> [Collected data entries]
--- START ---

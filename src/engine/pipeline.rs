//! The credit policy derivation pipeline
//!
//! A pure batch computation over one in-memory ledger: filter paid rows,
//! normalize dates and score lateness, then aggregate, classify, and derive
//! revised terms per contact. No I/O, no shared state; concurrent runs over
//! separate ledgers are independent.

use log::{debug, warn};

use super::aggregate::{aggregate_contacts, ContactAggregate};
use super::stats::round2;
use crate::config::PolicyConfig;
use crate::error::{EngineError, EngineResult};
use crate::ledger::{
    ColumnSet, InvoiceLedger, RawInvoice, COL_CONTACT, COL_DUE_DATE, COL_INVOICE_DATE,
    COL_INVOICE_TOTAL, COL_LAST_PAYMENT_DATE, COL_STATUS,
};

/// Status value a row must carry to enter the pipeline. Case-sensitive.
pub const PAID_STATUS: &str = "Paid";

/// An invoice that survived cleaning, with lateness metrics attached.
#[derive(Debug, Clone)]
pub struct ScoredInvoice {
    pub contact: String,
    pub invoice_total: f64,
    pub is_late: bool,
    pub days_late: i64,
    /// Cost-of-capital loss for this invoice, rounded to cents
    pub late_impact: f64,
}

pub struct CreditPolicyEngine {
    config: PolicyConfig,
}

impl CreditPolicyEngine {
    /// Build an engine, rejecting malformed configuration up front.
    pub fn new(config: PolicyConfig) -> EngineResult<Self> {
        config.validate()?;
        Ok(Self { config })
    }

    pub fn config(&self) -> &PolicyConfig {
        &self.config
    }

    /// Run the full pipeline over one ledger, producing one row per contact.
    pub fn derive_policy(&self, ledger: &InvoiceLedger) -> EngineResult<Vec<ContactAggregate>> {
        check_schema(&ledger.columns)?;
        let paid = filter_paid(&ledger.rows, ledger.columns.status)?;
        let scored = score_lateness(&paid, &self.config)?;
        Ok(aggregate_contacts(&scored, &self.config))
    }
}

/// One-shot convenience over [`CreditPolicyEngine`].
pub fn derive_policy(
    ledger: &InvoiceLedger,
    config: &PolicyConfig,
) -> EngineResult<Vec<ContactAggregate>> {
    CreditPolicyEngine::new(config.clone())?.derive_policy(ledger)
}

/// Contact and invoice totals are indispensable; lateness needs at least one
/// of the two date columns. Anything else degrades with a warning.
fn check_schema(columns: &ColumnSet) -> EngineResult<()> {
    if !columns.contact {
        return Err(EngineError::MissingRequiredColumn {
            column: COL_CONTACT.to_string(),
        });
    }
    if !columns.invoice_total {
        return Err(EngineError::MissingRequiredColumn {
            column: COL_INVOICE_TOTAL.to_string(),
        });
    }
    if !columns.due_date && !columns.last_payment_date {
        return Err(EngineError::MissingRequiredColumn {
            column: format!("{COL_DUE_DATE}' / '{COL_LAST_PAYMENT_DATE}"),
        });
    }
    if !columns.invoice_date {
        warn!("Column '{COL_INVOICE_DATE}' not found in input data");
    }
    if !columns.due_date {
        warn!("Column '{COL_DUE_DATE}' not found - treating every invoice as paid on time");
    }
    if !columns.last_payment_date {
        warn!("Column '{COL_LAST_PAYMENT_DATE}' not found in input data");
    }
    Ok(())
}

/// Stage 1: retain rows with status "Paid". A schema without a Status
/// column skips the filter entirely.
fn filter_paid(rows: &[RawInvoice], has_status: bool) -> EngineResult<Vec<&RawInvoice>> {
    if !has_status {
        warn!("Column '{COL_STATUS}' not found - skipping paid invoice filtering");
        return Ok(rows.iter().collect());
    }

    let paid: Vec<&RawInvoice> = rows
        .iter()
        .filter(|row| row.status.as_deref() == Some(PAID_STATUS))
        .collect();
    debug!("Filtered to {} paid invoices", paid.len());

    if paid.is_empty() {
        return Err(EngineError::NoPaidInvoices);
    }
    Ok(paid)
}

/// Stage 2: drop rows without a payment date, then score lateness.
///
/// A missing due date makes a row unprovably late, so it scores as on time;
/// only a missing last payment date excludes a row outright.
fn score_lateness(rows: &[&RawInvoice], config: &PolicyConfig) -> EngineResult<Vec<ScoredInvoice>> {
    let daily_rate = config.wacc / config.days_in_year as f64;

    let mut scored = Vec::with_capacity(rows.len());
    let mut datable = 0usize;
    for row in rows {
        let Some(paid_on) = row.last_payment_date else {
            continue;
        };
        datable += 1;

        let Some(contact) = row.contact.as_deref().filter(|c| !c.is_empty()) else {
            debug!("Dropping invoice with no contact");
            continue;
        };
        let invoice_total = row.invoice_total.unwrap_or(0.0);

        let (is_late, days_late) = match row.due_date {
            Some(due) if paid_on > due => (true, (paid_on - due).num_days()),
            _ => (false, 0),
        };
        let late_impact = if is_late {
            round2(days_late as f64 * invoice_total * daily_rate)
        } else {
            0.0
        };

        scored.push(ScoredInvoice {
            contact: contact.to_string(),
            invoice_total,
            is_late,
            days_late,
            late_impact,
        });
    }

    if datable == 0 {
        return Err(EngineError::EmptyAfterDateFilter);
    }
    debug!("Scored {} invoices with usable payment dates", scored.len());
    Ok(scored)
}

--- END ---

> [Brief] Every line above from the line with "pub fn derive_policy(&self, ledger: &InvoiceLedger)" to the line with "if !columns.due_date &&" is wanted, ends included; write them out exactly and add no other line.

> [Reply to the task]
    pub fn derive_policy(&self, ledger: &InvoiceLedger) -> EngineResult<Vec<ContactAggregate>> {
        check_schema(&ledger.columns)?;
        let paid = filter_paid(&ledger.rows, ledger.columns.status)?;
        let scored = score_lateness(&paid, &self.config)?;
        Ok(aggregate_contacts(&scored, &self.config))
    }
}

/// One-shot convenience over [`CreditPolicyEngine`].
pub fn derive_policy(
    ledger: &InvoiceLedger,
    config: &PolicyConfig,
) -> EngineResult<Vec<ContactAggregate>> {
    CreditPolicyEngine::new(config.clone())?.derive_policy(ledger)
}

/// Contact and invoice totals are indispensable; lateness needs at least one
/// of the two date columns. Anything else degrades with a warning.
fn check_schema(columns: &ColumnSet) -> EngineResult<()> {
    if !columns.contact {
        return Err(EngineError::MissingRequiredColumn {
            column: COL_CONTACT.to_string(),
        });
    }
    if !columns.invoice_total {
        return Err(EngineError::MissingRequiredColumn {
            column: COL_INVOICE_TOTAL.to_string(),
        });
    }
    if !columns.due_date && !columns.last_payment_date {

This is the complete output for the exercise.